И далее в таком же стиле почти четыре столбца.
А Поленову Стасов уделил всего несколько строк где-то в середине статьи:
«В общем, Поленов остался изящным, элегантным живописцем, каким мы его знали давно, с самого начала его карьеры в 1871 году. Но к этому он прибавил большое мастерство и живописность в передаче пейзажа…»
Наталья Васильевна, прочитав статью, с горечью заметила:
— Так писать о художнике — это все равно что бросить в лицо писателю: «В вашем романе мне нравятся только описания природы».
А сам Василий Дмитриевич?
Одетый с иголочки, сдержанный, только чуть побледневший, он ежедневно появлялся на выставке, беседовал с одним, с другим, ездил на званые обеды и даже произносил там речи.
Никто не должен был догадаться, сколько он передумал и пережил за эти дни. У него вновь усилились головные боли, ему казалось, что череп его скован каким-то давящим обручем. Страшные испытания! Порой он задумывался даже о самоубийстве, но тут же отбрасывал прочь эти безумные мысли.
Одна верная Наталья Васильевна догадывалась о его гнетущем состоянии, но не говорила с ним; она понимала — слишком больно было трогать свежую, кровоточащую рану.
* * *
У Василия Дмитриевича с давних пор была привычка сперва набрасывать черновики писем, а потом уже переписывать их набело.
В архиве Третьяковской галереи находятся эти исписанные карандашом мелким поленовским почерком черновики, которые трудно читать: слишком там часты вставки, а многое зачеркнуто. Среди многочисленных черновиков-писем к Виктору Михайловичу Васнецову есть одно, написанное почти год спустя после выставки.

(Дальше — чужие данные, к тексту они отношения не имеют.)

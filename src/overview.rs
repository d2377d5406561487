//! Cross-session insight overview
//!
//! Rolls many per-session analysis results up into a site-wide health view:
//! recurring issues, frustration hotspots, exit and dead-end pages, and the
//! sessions most in need of a replay.

use crate::types::{AnalysisResult, InsightType, SessionMeta, Severity};
use serde::{Deserialize, Serialize};
use std::collections::HashMap;

/// Frustration score at which a session counts as frustrated
pub(crate) const ATTENTION_FRUSTRATION: u8 = 40;
/// Affected sessions at which a medium issue becomes high
const PROMOTE_TO_HIGH: usize = 10;
/// Affected sessions at which a high issue becomes critical
const PROMOTE_TO_CRITICAL: usize = 20;

const TOP_ISSUES: usize = 20;
const TOP_PAGES: usize = 10;
const TOP_ELEMENTS: usize = 5;
const TOP_ATTENTION: usize = 20;

/// One recorded session as submitted for a batch overview
#[derive(Debug, Clone, PartialEq, Serialize, Deserialize)]
pub struct SessionInput {
    pub session_id: String,
    #[serde(default)]
    pub meta: SessionMeta,
    #[serde(default)]
    pub events: Vec<serde_json::Value>,
}

/// One analyzed session, as the overview consumes it
#[derive(Debug, Clone, PartialEq, Serialize, Deserialize)]
pub struct SessionAnalysis {
    pub session_id: String,
    #[serde(default)]
    pub meta: SessionMeta,
    /// Whether the session contained any form input
    #[serde(default)]
    pub had_input: bool,
    /// Number of JS errors recorded
    #[serde(default)]
    pub errors: usize,
    pub result: AnalysisResult,
}

/// An issue recurring across sessions, keyed by (type, title)
#[derive(Debug, Clone, PartialEq, Serialize, Deserialize)]
pub struct TopIssue {
    #[serde(rename = "type")]
    pub insight_type: InsightType,
    /// Severity of the first occurrence, promoted by reach
    pub severity: Severity,
    pub title: String,
    pub description: String,
    pub recommendation: String,
    pub affected_sessions: Vec<String>,
    /// Total occurrences
    pub count: usize,
    pub page: Option<String>,
}

#[derive(Debug, Clone, PartialEq, Eq, Serialize, Deserialize)]
pub struct ElementCount {
    pub element: String,
    pub count: usize,
}

#[derive(Debug, Clone, PartialEq, Eq, Serialize, Deserialize)]
pub struct FrustrationHotspot {
    pub page: String,
    pub count: usize,
    pub top_elements: Vec<ElementCount>,
}

#[derive(Debug, Clone, PartialEq, Eq, Serialize, Deserialize)]
pub struct PageCount {
    pub page: String,
    pub count: usize,
}

/// A high-frustration session worth replaying
#[derive(Debug, Clone, PartialEq, Serialize, Deserialize)]
pub struct AttentionSession {
    pub session_id: String,
    pub frustration_score: u8,
    pub engagement_score: u8,
    pub started_at: Option<String>,
    pub duration: Option<f64>,
    pub country: Option<String>,
    /// Title of the session's most severe insight
    pub top_issue: Option<String>,
}

/// Site-wide roll-up of many session analyses
#[derive(Debug, Clone, PartialEq, Serialize, Deserialize)]
pub struct InsightOverview {
    pub total_sessions: usize,
    /// 0-100, higher is healthier
    pub health_score: u8,
    /// Percentage of sessions with frustration score of 40 or more
    pub frustration_rate: u8,
    pub avg_engagement: u8,
    pub issues_found: usize,
    pub top_issues: Vec<TopIssue>,
    pub frustration_hotspots: Vec<FrustrationHotspot>,
    pub common_exit_pages: Vec<PageCount>,
    pub sessions_needing_attention: Vec<AttentionSession>,
    /// Form-abandonment insights per session with form input, as a percentage
    pub form_abandonment_rate: u8,
    pub dead_end_pages: Vec<PageCount>,
}

impl Default for InsightOverview {
    fn default() -> Self {
        Self {
            total_sessions: 0,
            health_score: 100,
            frustration_rate: 0,
            avg_engagement: 0,
            issues_found: 0,
            top_issues: Vec::new(),
            frustration_hotspots: Vec::new(),
            common_exit_pages: Vec::new(),
            sessions_needing_attention: Vec::new(),
            form_abandonment_rate: 0,
            dead_end_pages: Vec::new(),
        }
    }
}

/// Counter keeping first-seen order, so ties sort deterministically
#[derive(Debug, Default)]
pub(crate) struct OrderedCounter {
    counts: Vec<(String, usize)>,
    index: HashMap<String, usize>,
}

impl OrderedCounter {
    pub(crate) fn add(&mut self, key: &str) {
        match self.index.get(key) {
            Some(&i) => self.counts[i].1 += 1,
            None => {
                self.index.insert(key.to_string(), self.counts.len());
                self.counts.push((key.to_string(), 1));
            }
        }
    }

    pub(crate) fn top(mut self, n: usize) -> Vec<(String, usize)> {
        self.counts.sort_by(|a, b| b.1.cmp(&a.1));
        self.counts.truncate(n);
        self.counts
    }
}

#[derive(Debug, Default)]
struct HotspotAccumulator {
    pages: Vec<(String, usize, OrderedCounter)>,
    index: HashMap<String, usize>,
}

impl HotspotAccumulator {
    fn add(&mut self, page: &str, element: Option<&str>) {
        let i = match self.index.get(page) {
            Some(&i) => i,
            None => {
                self.index.insert(page.to_string(), self.pages.len());
                self.pages
                    .push((page.to_string(), 0, OrderedCounter::default()));
                self.pages.len() - 1
            }
        };
        let entry = &mut self.pages[i];
        entry.1 += 1;
        if let Some(element) = element.filter(|e| !e.is_empty()) {
            entry.2.add(element);
        }
    }

    fn top(mut self, n: usize) -> Vec<FrustrationHotspot> {
        self.pages.sort_by(|a, b| b.1.cmp(&a.1));
        self.pages
            .into_iter()
            .take(n)
            .map(|(page, count, elements)| FrustrationHotspot {
                page,
                count,
                top_elements: elements
                    .top(TOP_ELEMENTS)
                    .into_iter()
                    .map(|(element, count)| ElementCount { element, count })
                    .collect(),
            })
            .collect()
    }
}

impl InsightOverview {
    /// Build the overview from per-session analyses
    pub fn from_sessions(sessions: &[SessionAnalysis]) -> Self {
        if sessions.is_empty() {
            return Self::default();
        }

        let mut issues: Vec<TopIssue> = Vec::new();
        let mut issue_index: HashMap<(InsightType, String), usize> = HashMap::new();
        let mut hotspots = HotspotAccumulator::default();
        let mut exit_pages = OrderedCounter::default();
        let mut dead_end_pages = OrderedCounter::default();
        let mut abandoned = 0usize;
        let mut sessions_with_input = 0usize;
        let mut attention: Vec<AttentionSession> = Vec::new();

        for session in sessions {
            let result = &session.result;
            for insight in &result.insights {
                let key = (insight.insight_type, insight.title.clone());
                let i = *issue_index.entry(key).or_insert_with(|| {
                    issues.push(TopIssue {
                        insight_type: insight.insight_type,
                        severity: insight.severity,
                        title: insight.title.clone(),
                        description: insight.description.clone(),
                        recommendation: insight.recommendation.clone(),
                        affected_sessions: Vec::new(),
                        count: 0,
                        page: insight.page.clone(),
                    });
                    issues.len() - 1
                });
                let issue = &mut issues[i];
                issue.count += 1;
                if !issue.affected_sessions.contains(&session.session_id) {
                    issue.affected_sessions.push(session.session_id.clone());
                }
                promote(issue);

                let page = insight.page.as_deref();
                match insight.insight_type {
                    InsightType::Frustration => {
                        if let Some(page) = page {
                            hotspots.add(page, insight.element.as_deref());
                        }
                    }
                    InsightType::ExitIntent => {
                        if let Some(page) = page {
                            exit_pages.add(page);
                        }
                    }
                    InsightType::DeadEnd => {
                        if let Some(page) = page {
                            dead_end_pages.add(page);
                        }
                    }
                    InsightType::FormAbandonment => abandoned += 1,
                    _ => {}
                }
            }

            if result.score.frustration >= ATTENTION_FRUSTRATION {
                attention.push(AttentionSession {
                    session_id: session.session_id.clone(),
                    frustration_score: result.score.frustration,
                    engagement_score: result.score.engagement,
                    started_at: session.meta.started_at.clone(),
                    duration: session.meta.duration,
                    country: session.meta.country.clone(),
                    top_issue: result.insights.first().map(|i| i.title.clone()),
                });
            }
            if session.had_input {
                sessions_with_input += 1;
            }
        }

        let total = sessions.len();
        let avg_engagement = rounded_mean(sessions.iter().map(|s| s.result.score.engagement));
        let avg_frustration = rounded_mean(sessions.iter().map(|s| s.result.score.frustration));
        let health = 100.0 - avg_frustration as f64 * 0.6 + avg_engagement as f64 * 0.4;
        let frustration_rate = percentage(attention.len(), total);

        issues.sort_by(|a, b| b.affected_sessions.len().cmp(&a.affected_sessions.len()));
        issues.truncate(TOP_ISSUES);

        attention.sort_by(|a, b| b.frustration_score.cmp(&a.frustration_score));
        attention.truncate(TOP_ATTENTION);

        let to_pages = |counter: OrderedCounter| -> Vec<PageCount> {
            counter
                .top(TOP_PAGES)
                .into_iter()
                .map(|(page, count)| PageCount { page, count })
                .collect()
        };

        Self {
            total_sessions: total,
            health_score: health.clamp(0.0, 100.0).round() as u8,
            frustration_rate,
            avg_engagement,
            issues_found: issues.len(),
            top_issues: issues,
            frustration_hotspots: hotspots.top(TOP_PAGES),
            common_exit_pages: to_pages(exit_pages),
            sessions_needing_attention: attention,
            form_abandonment_rate: percentage(abandoned, sessions_with_input),
            dead_end_pages: to_pages(dead_end_pages),
        }
    }
}

/// Raise severity with the number of affected sessions
fn promote(issue: &mut TopIssue) {
    let reach = issue.affected_sessions.len();
    if reach >= PROMOTE_TO_HIGH && issue.severity == Severity::Medium {
        issue.severity = Severity::High;
    }
    if reach >= PROMOTE_TO_CRITICAL && issue.severity == Severity::High {
        issue.severity = Severity::Critical;
    }
}

pub(crate) fn rounded_mean(values: impl Iterator<Item = u8>) -> u8 {
    let (sum, n) = values.fold((0u64, 0u64), |(sum, n), v| (sum + v as u64, n + 1));
    if n == 0 {
        return 0;
    }
    (sum as f64 / n as f64).round() as u8
}

/// `part / whole` as a rounded percentage, capped at 100
pub(crate) fn percentage(part: usize, whole: usize) -> u8 {
    if whole == 0 {
        return 0;
    }
    (part as f64 / whole as f64 * 100.0).round().min(100.0) as u8
}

«Мне кажется, что искусство должно давать счастье и радость, иначе оно ничего не стоит, — писал Василий Дмитриевич. — В жизни так много горя, так много пошлости и грязи, что если искусство тебя будет сплошь обдавать ужасами да злодействами (в этом месте в черновике написано и потом зачеркнуто „как Суриков и Репин“), то уже жить станет слишком тяжело…»
В переписке семьи Поленовых за 1888 год есть кое-какие упоминания о Сурикове: «Василий Иванович был у нас на рисовальном четверге», «Василий Иванович со своими дочерьми приехал к нам на елку», «Виделись с Василием Ивановичем на собрании…» Но о картине Сурикова, о его творчестве нигде не было ни слова.
В тот год у Василия Ивановича скончалась жена. И в первые, самые тяжкие дни он неожиданно захотел увидеть Поленова.
Сохранилось письмо Натальи Васильевны к Елизавете Григорьевне Мамонтовой, написанное под свежим впечатлением этой смерти. Наталья Васильевна подробно рассказывает, как дважды ездила к Василию Ивановичу утешать его, пишет, что Василий Дмитриевич также ездил к нему, просидел у него до полуночи.
О чем они проговорили у гроба с глазу на глаз, Наталья Васильевна не упоминает.
Вскоре убитый горем Суриков надолго уехал на родину, в Красноярск.
Впоследствии оба художника встречались только изредка у общих знакомых, на заседаниях, иногда обменивались деловыми письмами.
В глубокой старости Василий Дмитриевич нередко рассказывал родным различные случаи из своей жизни. Эти рассказы-воспоминания его сын почти стенографически записывал в толстую тетрадь.
Тридцать пять лет спустя после выставки сын записал такую фразу отца: «„Боярыню Морозову“ я не люблю».